THE Public Utilities Board (PUB) is a semi-independent tribunal that conducts regulatory oversight of designated monopolies, such as Manitoba Hydro, Manitoba Public Insurance and Centra Gas. It has been regulating "in the public interest" for 117 years.

By law the PUB, not the government, has the final word on the rates charged by the regulated monopolies. In setting rates, the PUB must consider both the financial requirements to provide services and the impacts of rate changes on customers. The establishment of the PUB was intended to take rate-setting out of the realm of partisan political competition, to allow for decisions based on public hearings, expert testimony and objective analysis, including forecasting of future conditions within different industries.

The fact government-owned Crown corporations are the main bodies regulated by the PUB creates political risks for governments, because they do not have direct control over the regulatory process and its outcomes. Most members of the public do not understand this; for them, the PUB and the Crowns are just another part of government. Therefore, they blame the government for unpopular decisions by the PUB and the impacts on the Crowns.

This creates an incentive for governments to tighten control over such so-called "arms-length" bodies, which the Pallister government has been doing in several ways. These moves also reflect the government’s single-minded determination to eliminate deficits and reduce debt.

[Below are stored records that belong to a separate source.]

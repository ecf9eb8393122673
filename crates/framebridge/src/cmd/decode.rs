use std::io::Read;

use framebridge_envelope::{is_private, try_decode, Arguments, Envelope};
use serde::Serialize;
use serde_json::Value;

use crate::cmd::DecodeArgs;
use crate::exit::{envelope_error, io_error, CliResult, SUCCESS};
use crate::output::{preview, print_json, print_raw, print_table, OutputFormat};

#[derive(Debug, Serialize)]
struct DecodeOutput {
    schema_id: &'static str,
    kind: &'static str,
    name: String,
    #[serde(skip_serializing_if = "Option::is_none")]
    arguments: Option<Vec<Value>>,
    #[serde(skip_serializing_if = "Option::is_none")]
    value: Option<Value>,
    /// False when a peer would drop the call unseen.
    dispatchable: bool,
}

pub fn run(args: DecodeArgs, format: OutputFormat) -> CliResult<i32> {
    let input = if args.payload == "-" {
        let mut buf = String::new();
        std::io::stdin()
            .read_to_string(&mut buf)
            .map_err(|err| io_error("failed to read stdin", err))?;
        buf
    } else {
        args.payload
    };

    let payload = parse_payload(&input);
    let envelope = try_decode(&payload).map_err(|err| envelope_error("not an envelope", err))?;
    let out = describe(envelope);

    match format {
        OutputFormat::Json => print_json(&out),
        OutputFormat::Raw => print_raw(&payload),
        OutputFormat::Table => {
            let mut rows = vec![
                vec!["kind".to_string(), out.kind.to_string()],
                vec!["name".to_string(), out.name.clone()],
            ];
            if let Some(arguments) = &out.arguments {
                rows.extend(
                    arguments
                        .iter()
                        .enumerate()
                        .map(|(n, arg)| vec![format!("arg{n}"), preview(arg)]),
                );
            }
            if let Some(value) = &out.value {
                rows.push(vec!["value".to_string(), preview(value)]);
            }
            rows.push(vec!["dispatchable".to_string(), out.dispatchable.to_string()]);
            print_table(&["FIELD", "VALUE"], rows);
        }
        OutputFormat::Pretty => {
            println!("{} {}", out.kind, out.name);
            if let Some(arguments) = &out.arguments {
                for (n, arg) in arguments.iter().enumerate() {
                    println!("  arg{n} = {arg}");
                }
            }
            if let Some(value) = &out.value {
                println!("  value = {value}");
            }
        }
    }
    Ok(SUCCESS)
}

/// Posted payloads are JSON values; anything that does not parse is taken
/// as a bare string, the way tokens are posted.
fn parse_payload(input: &str) -> Value {
    let trimmed = input.trim();
    serde_json::from_str(trimmed).unwrap_or_else(|_| Value::String(trimmed.to_string()))
}

fn describe(envelope: Envelope) -> DecodeOutput {
    let schema_id = "https://schemas.3leaps.dev/framebridge/cli/v1/envelope.schema.json";
    match envelope {
        Envelope::Control(token) => DecodeOutput {
            schema_id,
            kind: "control",
            name: token.as_str().to_string(),
            arguments: None,
            value: None,
            dispatchable: true,
        },
        Envelope::Call { operation, params } => DecodeOutput {
            schema_id,
            kind: "call",
            dispatchable: !is_private(&operation),
            name: operation,
            arguments: Some(Arguments::from_params(params).into_vec()),
            value: None,
        },
        Envelope::Return { key, value } => DecodeOutput {
            schema_id,
            kind: "return",
            name: key,
            arguments: None,
            value: Some(value),
            dispatchable: false,
        },
    }
}
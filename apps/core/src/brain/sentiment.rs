//! Word-list sentiment scoring.

use std::collections::HashSet;

use super::analysis::{Sentiment, SentimentLabel};
use super::lexicon::Lexicon;

/// Sentiment scorer over lower-cased word tokens.
pub struct SentimentScorer {
    positive: HashSet<String>,
    negative: HashSet<String>,
    intensifiers: HashSet<String>,
}

impl SentimentScorer {
    pub fn new(lexicon: &Lexicon) -> Self {
        Self {
            positive: lexicon.positive.iter().cloned().collect(),
            negative: lexicon.negative.iter().cloned().collect(),
            intensifiers: lexicon.intensifiers.iter().cloned().collect(),
        }
    }

    /// Scores already tokenized, lower-cased words.
    pub fn score(&self, tokens: &[String]) -> Sentiment {
        let total = tokens.len();
        if total == 0 {
            return Sentiment::default();
        }

        let mut positive = 0usize;
        let mut negative = 0usize;
        let mut intensifiers = 0usize;
        for token in tokens {
            if self.positive.contains(token) {
                positive += 1;
            } else if self.negative.contains(token) {
                negative += 1;
            }
            if self.intensifiers.contains(token) {
                intensifiers += 1;
            }
        }

        let sentiment_words = positive + negative;
        let score = if sentiment_words > 0 {
            (positive as f64 - negative as f64) / sentiment_words as f64
        } else {
            0.0
        };
        let total = total as f64;
        let magnitude = (sentiment_words as f64 / total) * (1.0 + intensifiers as f64 / total);

        Sentiment {
            score,
            magnitude,
            label: SentimentLabel::from_score(score),
        }
    }
}
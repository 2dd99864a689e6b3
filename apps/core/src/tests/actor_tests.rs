//! Actor System Tests
//!
//! The chat actor against a mock HTTP server, the orchestrator wired to it, and
//! the supervisor's turn handling with scripted chat backends.

use std::collections::BTreeMap;
use std::sync::atomic::{AtomicUsize, Ordering};
use std::sync::Arc;
use std::time::{Duration, Instant};

use async_trait::async_trait;
use serde_json::json;
use tokio::sync::Notify;
use wiremock::matchers::{body_string_contains, method, path};
use wiremock::{Mock, MockServer, ResponseTemplate};

use crate::actors::llm::LlmActorHandle;
use crate::actors::orchestrator::{
    Reply, ResponseOrchestrator, FALLBACK_NO_CREDENTIAL, FALLBACK_REMOTE_FAILURE,
};
use crate::actors::supervisor::SupervisorHandle;
use crate::actors::traits::LlmActor;
use crate::brain::Emotion;
use crate::config::AppConfig;
use crate::database::{init_db, load_record, RecordKey};
use crate::error::AppError;
use crate::geo::hotlines_for;
use crate::models::{ChatMessage, Role};
use crate::mood::EmotionEntry;
use crate::profile::UserProfile;
use crate::random::SeededRandom;
use crate::resources::ResourceKind;
use crate::session::{SessionMachine, SessionState};

/// Replies with a fixed line and counts calls.
struct ScriptedLlm {
    reply: String,
    calls: AtomicUsize,
}

impl ScriptedLlm {
    fn new(reply: &str) -> Self {
        Self {
            reply: reply.to_string(),
            calls: AtomicUsize::new(0),
        }
    }
}

#[async_trait]
impl LlmActor for ScriptedLlm {
    async fn complete(&self, _messages: Vec<ChatMessage>) -> Result<String, AppError> {
        self.calls.fetch_add(1, Ordering::SeqCst);
        Ok(self.reply.clone())
    }
}

/// Hangs on any entry mentioning "slow" until aborted; answers everything else.
struct SlowLlm {
    started: Notify,
}

#[async_trait]
impl LlmActor for SlowLlm {
    async fn complete(&self, messages: Vec<ChatMessage>) -> Result<String, AppError> {
        let last = messages.last().map(|m| m.content.clone()).unwrap_or_default();
        if last.contains("slow") {
            self.started.notify_one();
            tokio::time::sleep(Duration::from_secs(60)).await;
        }
        Ok(format!("Heard: {}", last))
    }
}

fn remote_config(server_uri: &str, api_key: Option<&str>) -> Arc<AppConfig> {
    Arc::new(AppConfig {
        chat_api_key: api_key.map(str::to_string),
        chat_endpoint: format!("{}/v1/chat/completions", server_uri),
        request_timeout_secs: 5,
        ..AppConfig::default()
    })
}

async fn supervisor_with<L: LlmActor>(llm: Arc<L>) -> SupervisorHandle {
    let pool = init_db(None).await.unwrap();
    SupervisorHandle::start_with(
        Arc::new(AppConfig::default()),
        pool,
        llm,
        hotlines_for("US", "US"),
        Box::new(SeededRandom::new(1)),
        Box::new(SeededRandom::new(2)),
    )
    .await
    .unwrap()
}

#[cfg(test)]
mod orchestrator_tests {
    use super::*;

    fn orchestrator(config: Arc<AppConfig>) -> ResponseOrchestrator<LlmActorHandle> {
        ResponseOrchestrator::new(
            Arc::new(LlmActorHandle::new(config.clone())),
            SessionMachine::default(),
            config,
            hotlines_for("US", "US"),
        )
    }

    #[tokio::test]
    async fn test_turn_through_http_chat_service() {
        let mock_server = MockServer::start().await;
        Mock::given(method("POST"))
            .and(path("/v1/chat/completions"))
            .respond_with(ResponseTemplate::new(200).set_body_json(json!({
                "choices": [{"message": {"role": "assistant", "content": "What made today hard?"}}]
            })))
            .expect(1)
            .mount(&mock_server)
            .await;

        let orch = orchestrator(remote_config(&mock_server.uri(), Some("sk-test")));
        let (reply, state) = orch
            .respond("Work was rough today", &SessionState::default(), &[])
            .await;

        assert_eq!(reply, Reply::Model("What made today hard?".to_string()));
        assert_eq!(state.last_question_type.as_deref(), Some("open"));
        assert_eq!(state.recent_topics, vec!["work"]);
    }

    #[tokio::test]
    async fn test_server_error_becomes_fallback() {
        let mock_server = MockServer::start().await;
        Mock::given(method("POST"))
            .respond_with(ResponseTemplate::new(503))
            .mount(&mock_server)
            .await;

        let orch = orchestrator(remote_config(&mock_server.uri(), Some("sk-test")));
        let (reply, state) = orch.respond("hello", &SessionState::default(), &[]).await;
        assert_eq!(reply, Reply::Fallback(FALLBACK_REMOTE_FAILURE.to_string()));
        assert_eq!(state.session_depth, 1);
        assert_eq!(state.last_question_type, None);
    }

    #[tokio::test]
    async fn test_missing_credential_becomes_fallback() {
        let mock_server = MockServer::start().await;
        Mock::given(method("POST"))
            .respond_with(ResponseTemplate::new(200))
            .expect(0)
            .mount(&mock_server)
            .await;

        let orch = orchestrator(remote_config(&mock_server.uri(), None));
        let (reply, _) = orch.respond("hello", &SessionState::default(), &[]).await;
        assert_eq!(reply, Reply::Fallback(FALLBACK_NO_CREDENTIAL.to_string()));
    }

    #[tokio::test]
    async fn test_crisis_makes_no_request() {
        let mock_server = MockServer::start().await;
        Mock::given(method("POST"))
            .respond_with(ResponseTemplate::new(200))
            .expect(0)
            .mount(&mock_server)
            .await;

        let orch = orchestrator(remote_config(&mock_server.uri(), Some("sk-test")));
        let (reply, state) = orch
            .respond("I keep thinking about suicide", &SessionState::default(), &[])
            .await;
        assert!(matches!(reply, Reply::Safety(_)));
        assert!(state.crisis_detected());
    }
}

#[cfg(test)]
mod supervisor_tests {
    use super::*;

    #[tokio::test]
    async fn test_new_entry_supersedes_pending_turn() {
        let llm = Arc::new(SlowLlm {
            started: Notify::new(),
        });
        let handle = supervisor_with(llm.clone()).await;

        let first = {
            let handle = handle.clone();
            tokio::spawn(async move { handle.process_message("a slow one".to_string()).await })
        };
        llm.started.notified().await;

        let second = handle
            .process_message("and another".to_string())
            .await
            .unwrap();
        let first = first.await.unwrap().unwrap();

        assert_eq!(first.reply, Reply::Abandoned);
        assert_eq!(first.session_depth, 1);
        assert_eq!(second.reply, Reply::Model("Heard: and another".to_string()));
        assert_eq!(second.session_depth, 2);

        // abandoned turn keeps its user message but has no reply
        let conversation = handle.conversation().await.unwrap();
        let roles: Vec<Role> = conversation.iter().map(|m| m.role).collect();
        assert_eq!(roles, vec![Role::User, Role::User, Role::Assistant]);
    }

    #[tokio::test]
    async fn test_superseded_http_call_does_not_delay_next_turn() {
        let mock_server = MockServer::start().await;
        Mock::given(method("POST"))
            .and(body_string_contains("and another"))
            .respond_with(ResponseTemplate::new(200).set_body_json(json!({
                "choices": [{"message": {"content": "Tell me more."}}]
            })))
            .with_priority(1)
            .mount(&mock_server)
            .await;
        Mock::given(method("POST"))
            .and(body_string_contains("a slow one"))
            .respond_with(
                ResponseTemplate::new(200)
                    .set_body_json(json!({"choices": [{"message": {"content": "late"}}]}))
                    .set_delay(Duration::from_secs(5)),
            )
            .mount(&mock_server)
            .await;

        let config = remote_config(&mock_server.uri(), Some("sk-test"));
        let handle = SupervisorHandle::start_with(
            config.clone(),
            init_db(None).await.unwrap(),
            Arc::new(LlmActorHandle::new(config)),
            hotlines_for("US", "US"),
            Box::new(SeededRandom::new(1)),
            Box::new(SeededRandom::new(2)),
        )
        .await
        .unwrap();

        let first = {
            let handle = handle.clone();
            tokio::spawn(async move { handle.process_message("a slow one".to_string()).await })
        };
        // wait until the slow request is on the wire
        while mock_server
            .received_requests()
            .await
            .map_or(true, |requests| requests.is_empty())
        {
            tokio::time::sleep(Duration::from_millis(20)).await;
        }

        let started = Instant::now();
        let second = handle
            .process_message("and another".to_string())
            .await
            .unwrap();
        let elapsed = started.elapsed();
        let first = first.await.unwrap().unwrap();

        assert_eq!(first.reply, Reply::Abandoned);
        assert_eq!(second.reply, Reply::Model("Tell me more.".to_string()));
        assert_eq!(second.session_depth, 2);
        assert!(
            elapsed < Duration::from_secs(2),
            "second turn waited {:?} behind the abandoned request",
            elapsed
        );
    }

    #[tokio::test]
    async fn test_cancel_reaches_a_queued_turn() {
        let llm = Arc::new(ScriptedLlm::new("ok"));
        let handle = supervisor_with(llm.clone()).await;

        let mut turn = Box::pin(handle.process_message("still here".to_string()));
        // one poll queues the turn without letting the supervisor pick it up
        assert!(futures::poll!(turn.as_mut()).is_pending());
        assert!(handle.cancel_pending().await);

        let outcome = turn.await.unwrap();
        assert_eq!(outcome.reply, Reply::Abandoned);
        assert_eq!(outcome.session_depth, 1);
        assert_eq!(llm.calls.load(Ordering::SeqCst), 0);
        assert!(!handle.cancel_pending().await);
    }

    #[tokio::test]
    async fn test_cancel_pending_without_turn() {
        let handle = supervisor_with(Arc::new(ScriptedLlm::new("ok"))).await;
        assert!(!handle.cancel_pending().await);
    }

    #[tokio::test]
    async fn test_resource_on_sixth_turn() {
        let handle = supervisor_with(Arc::new(ScriptedLlm::new("I see."))).await;
        for turn in 1..=6u64 {
            let outcome = handle
                .process_message(format!("entry number {}", turn))
                .await
                .unwrap();
            assert_eq!(outcome.session_depth, turn);
            if turn == 6 {
                let resource = outcome.resource.expect("resource on turn 6");
                assert_ne!(resource.kind, ResourceKind::CrisisContact);
            } else {
                assert!(outcome.resource.is_none(), "turn {}", turn);
            }
        }
    }

    #[tokio::test]
    async fn test_crisis_turn_skips_chat_service() {
        let llm = Arc::new(ScriptedLlm::new("unused"));
        let handle = supervisor_with(llm.clone()).await;

        let outcome = handle
            .process_message("I just want to die".to_string())
            .await
            .unwrap();
        assert!(outcome.crisis);
        assert!(matches!(outcome.reply, Reply::Safety(ref t) if t.contains("988")));
        assert!(outcome.typing_delay >= Duration::from_secs(1));
        assert_eq!(llm.calls.load(Ordering::SeqCst), 0);

        let conversation = handle.conversation().await.unwrap();
        assert_eq!(conversation.len(), 2);
        assert_eq!(Some(conversation[1].text.as_str()), outcome.reply.text());

        let outcome = handle.process_message("thanks".to_string()).await.unwrap();
        assert!(!outcome.crisis);
        assert_eq!(llm.calls.load(Ordering::SeqCst), 1);
    }

    #[tokio::test]
    async fn test_reset_keeps_mood_history_and_theme() {
        let handle = supervisor_with(Arc::new(ScriptedLlm::new("Go on."))).await;
        handle
            .process_message("I'm anxious about my exam".to_string())
            .await
            .unwrap();
        handle.set_theme(crate::models::Theme::Dark).await.unwrap();
        assert_eq!(handle.mood_history().await.unwrap().len(), 1);

        handle.reset_session().await.unwrap();

        assert_eq!(handle.session_state().await.unwrap(), SessionState::default());
        assert!(handle.conversation().await.unwrap().is_empty());
        assert_eq!(handle.mood_history().await.unwrap().len(), 1);
        assert_eq!(handle.theme().await.unwrap(), crate::models::Theme::Dark);
    }

    #[tokio::test]
    async fn test_clear_profile_keeps_depth() {
        let handle = supervisor_with(Arc::new(ScriptedLlm::new("Go on."))).await;
        for text in ["My boss is awful", "I can't pay the rent"] {
            handle.process_message(text.to_string()).await.unwrap();
        }
        let state = handle.session_state().await.unwrap();
        assert_ne!(state.user_profile, UserProfile::default());

        handle.clear_profile().await.unwrap();
        let state = handle.session_state().await.unwrap();
        assert_eq!(state.user_profile, UserProfile::default());
        assert_eq!(state.session_depth, 2);
        assert_eq!(handle.conversation().await.unwrap().len(), 4);
    }

    #[tokio::test]
    async fn test_log_mood_drops_zero_levels() {
        let pool = init_db(None).await.unwrap();
        let handle = SupervisorHandle::start_with(
            Arc::new(AppConfig::default()),
            pool.clone(),
            Arc::new(ScriptedLlm::new("ok")),
            hotlines_for("US", "US"),
            Box::new(SeededRandom::new(1)),
            Box::new(SeededRandom::new(2)),
        )
        .await
        .unwrap();

        let levels = BTreeMap::from([(Emotion::Joy, 0.6), (Emotion::Anger, 0.0)]);
        let entry = handle
            .log_mood(levels, Some("walk in the park".to_string()))
            .await
            .unwrap();
        assert_eq!(entry.emotions.len(), 1);
        assert_eq!(entry.dominant(), Some(Emotion::Joy));

        let stored: Vec<EmotionEntry> = load_record(&pool, RecordKey::MoodHistory).await.unwrap();
        assert_eq!(stored.len(), 1);
        assert_eq!(stored[0].note.as_deref(), Some("walk in the park"));
    }

    #[tokio::test]
    async fn test_neutral_turn_adds_no_mood_entry() {
        let handle = supervisor_with(Arc::new(ScriptedLlm::new("ok"))).await;
        handle.process_message("Nothing much.".to_string()).await.unwrap();
        assert!(handle.mood_history().await.unwrap().is_empty());
        assert_eq!(handle.conversation().await.unwrap().len(), 2);
    }
}
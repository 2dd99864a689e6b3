//! # Actors
//!
//! - `llm`: chat-completion client running as its own task
//! - `orchestrator`: one conversational turn, from user text to reply
//! - `supervisor`: owns the per-client records and serializes turns
//! - `messages`: mailbox message types
//! - `traits`: the `LlmActor` seam

pub mod llm;
pub mod messages;
pub mod orchestrator;
pub mod supervisor;
pub mod traits;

The government claims the PUB regulatory process disrupts planning at the Crowns, as well as being too time-consuming and too expensive. For these reasons, the Pallister government proposes to take away the rate-setting authority of the PUB over Manitoba Hydro and Centra Gas through an omnibus budget-implementation bill currently before the legislature. The current Conservative majority means the bill will pass and a cabinet order providing for a 2.9 per cent rate increase will go into effect.

Earlier in the spring session of the legislature, the government presented Bill 44, the Public Utilities Ratepayer Protection and Regulatory Reform Act. After NDP resistance and a truncated session, the bill died on the order paper when prorogation for a new session occurred. Now the government has reintroduced the same legislation as Bill 35.

Bill 35 has many provisions; here, I will highlight only those that threaten the independence of the PUB and the preservation of an open regulatory process. A plausible argument can be made that PUB hearings involving multiple participants are more representative and balanced than the largely confidential policy-formulation process inside of government, which is too often driven by ideology, short-term political calculations and/or the demands of interest groups.

Under Bill 35, Hydro rates until 2024 would be set by the government, not the PUB. Thereafter, the PUB would set rates on a five-year cycle, supposedly to allow for better planning by Hydro. At present, the frequency of Hydro rate applications depends on decisions by Hydro, not by the PUB.

Also, the existing law allows for rates to be set for a three-year period, so its replacement would add only two years. In practice, citing uncontrollable factors such as turbulence in the energy environment and fluctuating water levels, Hydro has in recent years sought interim rate increases; applications that do not trigger full-scale public hearings. In short, the existing PUB process is not the main factor that disrupts Hydro planning.

Currently, the PUB collects fees from regulated entities; those fees are transferred to government and then funding is provided through the annual budget process. Fees have not been changed since 1994. In its most recent annual report, the PUB claims it is the smallest, most efficient of such tribunals in Canada, with just eight employees. Counterparts in Nova Scotia and PEI have 40 and 20 employees respectively.

With so few employees, the PUB has to hire consultants, and those costs have attracted criticism from government. Sound regulation, however, cannot be bought at wholesale prices.

Bill 35 would require that a PUB business plan, including a budget, be reviewed by the treasury board, the committee of cabinet that oversees expenditures. The PUB would also be required to predict anticipated hearing costs, including payments to consultants and intervenors who add value to the hearings.

As a practical matter, it will be exceedingly difficult for the PUB to forecast with precision the total costs of hearings on major applications.

Moving key PUB functions inside of government risks the loss of an open forum in which less-powerful groups and individuals (such as low-income individuals and the disabled communities) have been able to defend their position, often with the support of the Public Interest Law Center (PILC) and Manitoba Legal Aid. In a separate action (too involved to be covered here), the Pallister government is considering a recommendation to remove government funding to PILC and require it to depend on charitable status and private fundraising.

In debating the detailed provisions of Bill 35, the Legislature must consider the wider implications for democracy.

Paul G. Thomas is professor emeritus of political studies at the University of Manitoba.